What is expected ▸ Keeping every word the same, return the listing from its first line until the line holding "pub mod stats;" has been returned as well.

Records to use ▸
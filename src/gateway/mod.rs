//! Gateway core.
//!
//! - [`state`]: radio states and the transition table
//! - [`machine`]: the radio state machine
//! - [`irq`]: interrupt hand-off from the DIO handlers
//! - [`buffers`]: uplink/downlink frames and their slots
//! - [`stats`]: message ring and counters
//! - [`handle`]: what the admin page, display and persistence layers see
//! - [`runner`]: the main loop tying radio and forwarder together

pub mod buffers;
pub mod clock;
pub mod handle;
pub mod irq;
pub mod machine;
pub mod runner;
pub mod state;
pub mod stats;

pub use buffers::{DownlinkFrame, FrameSlot, TxOutcome, TxReport, UplinkFrame};
pub use clock::{expand_tmst, unix_millis, Clock};
pub use handle::{level_filter, GatewayHandle, MAX_DEBUG_LEVEL};
pub use irq::{DioLine, IrqEvent, IrqSlot};
pub use machine::{RadioSettings, RadioStateMachine, MAX_TX_POWER_DBM, MIN_TX_POWER_DBM};
pub use runner::{Gateway, GatewayError, LOOP_PERIOD};
pub use state::{RadioState, StateCell};
pub use stats::{
    bump, StatCounters, StatRecord, StatRing, Statistics, StatsSnapshot, DEFAULT_STAT_RECORDS,
};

Solution to this problem ▸
filename src/gateway/mod.rs
//! Gateway core.
//!
//! - [`state`]: radio states and the transition table
//! - [`machine`]: the radio state machine
//! - [`irq`]: interrupt hand-off from the DIO handlers
//! - [`buffers`]: uplink/downlink frames and their slots
//! - [`stats`]: message ring and counters
//! - [`handle`]: what the admin page, display and persistence layers see
//! - [`runner`]: the main loop tying radio and forwarder together

pub mod buffers;
pub mod clock;
pub mod handle;
pub mod irq;
pub mod machine;
pub mod runner;
pub mod state;
pub mod stats;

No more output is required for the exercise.